• Records for the exercise:

################

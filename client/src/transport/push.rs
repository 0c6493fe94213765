//! WebSocket invalidation feed.
//!
//! Connects to the server's push endpoint, turns product messages into
//! [`InvalidationEvent`]s and keeps reconnecting with capped exponential
//! backoff until the receiving side goes away. Every reconnect after the
//! first emits a resync event, since messages may have been missed.

use std::time::Duration;

use futures::{SinkExt, StreamExt};
use tokio::task::JoinHandle;
use tokio_tungstenite::{connect_async, tungstenite::Message};

use super::{ClientMessage, InvalidationEvent, InvalidationSender, PushMessage, TransportError};

/// Base delay between reconnection attempts.
const RECONNECT_BASE_DELAY_MS: u64 = 500;

/// Maximum delay between reconnection attempts.
const MAX_RECONNECT_DELAY_MS: u64 = 30_000;

/// Handle to a running feed task.
#[derive(Debug)]
pub struct PushFeed {
    task: JoinHandle<()>,
}

impl PushFeed {
    /// Spawn the connection loop.
    pub fn spawn(ws_url: String, handler: InvalidationSender) -> Self {
        let task = tokio::spawn(connection_loop(ws_url, handler));
        Self { task }
    }

    /// Stop the feed.
    pub fn stop(self) {
        self.task.abort();
    }
}

async fn connection_loop(ws_url: String, handler: InvalidationSender) {
    let mut attempts = 0u32;
    let mut connected_before = false;

    while !handler.is_closed() {
        let mut connected = false;
        let result = run_connection(&ws_url, &handler, connected_before, &mut connected).await;
        if connected {
            // Any session that got past the handshake resets the backoff.
            connected_before = true;
            attempts = 0;
        } else {
            attempts += 1;
        }

        match result {
            Ok(()) => tracing::info!(url = %ws_url, "Push feed closed by server"),
            Err(e) => tracing::warn!(url = %ws_url, attempts, "Push feed error: {}", e),
        }

        if handler.is_closed() {
            break;
        }
        tokio::time::sleep(backoff_delay(attempts)).await;
    }

    tracing::debug!(url = %ws_url, "Push feed stopped");
}

/// Capped exponential backoff.
fn backoff_delay(attempts: u32) -> Duration {
    let delay = RECONNECT_BASE_DELAY_MS.saturating_mul(1 << attempts.min(6));
    Duration::from_millis(delay.min(MAX_RECONNECT_DELAY_MS))
}

async fn run_connection(
    ws_url: &str,
    handler: &InvalidationSender,
    resync: bool,
    connected: &mut bool,
) -> Result<(), TransportError> {
    let (ws_stream, _) = connect_async(ws_url)
        .await
        .map_err(|e| TransportError::Push(e.to_string()))?;
    *connected = true;

    tracing::info!(url = %ws_url, "Push feed connected");
    if resync && handler.send(InvalidationEvent::resync()).is_err() {
        return Ok(());
    }

    let (mut write, mut read) = ws_stream.split();

    while let Some(result) = read.next().await {
        match result {
            Ok(Message::Text(text)) => {
                let message: PushMessage = match serde_json::from_str(&text) {
                    Ok(message) => message,
                    Err(e) => {
                        tracing::warn!("Invalid push message: {}", e);
                        continue;
                    }
                };

                match &message {
                    PushMessage::Ping => {
                        let pong = serde_json::to_string(&ClientMessage::Pong)
                            .map_err(|e| TransportError::Push(e.to_string()))?;
                        write
                            .send(Message::Text(pong.into()))
                            .await
                            .map_err(|e| TransportError::Push(e.to_string()))?;
                    }
                    PushMessage::Error { message } => {
                        tracing::warn!("Push feed reported error: {}", message);
                    }
                    _ => {}
                }

                if let Some(event) = message.invalidation() {
                    tracing::debug!(
                        kind = ?event.kind,
                        product_id = ?event.product_id,
                        "Invalidation received"
                    );
                    if handler.send(event).is_err() {
                        return Ok(());
                    }
                }
            }
            Ok(Message::Ping(data)) => {
                let _ = write.send(Message::Pong(data)).await;
            }
            Ok(Message::Close(_)) => break,
            Ok(_) => {}
            Err(e) => return Err(TransportError::Push(e.to_string())),
        }
    }

    Ok(())
}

################

Repeat exactly, please, each line from the beginning of the data through the line with "const MAX_RECONNECT_DELAY_MS: u64 = 30_000;" in it, and only those lines.

filename client/src/transport/push.rs
repository 0c6493fe94213765
//! WebSocket invalidation feed.
//!
//! Connects to the server's push endpoint, turns product messages into
//! [`InvalidationEvent`]s and keeps reconnecting with capped exponential
//! backoff until the receiving side goes away. Every reconnect after the
//! first emits a resync event, since messages may have been missed.

use std::time::Duration;

use futures::{SinkExt, StreamExt};
use tokio::task::JoinHandle;
use tokio_tungstenite::{connect_async, tungstenite::Message};

use super::{ClientMessage, InvalidationEvent, InvalidationSender, PushMessage, TransportError};

/// Base delay between reconnection attempts.
const RECONNECT_BASE_DELAY_MS: u64 = 500;

/// Maximum delay between reconnection attempts.
const MAX_RECONNECT_DELAY_MS: u64 = 30_000;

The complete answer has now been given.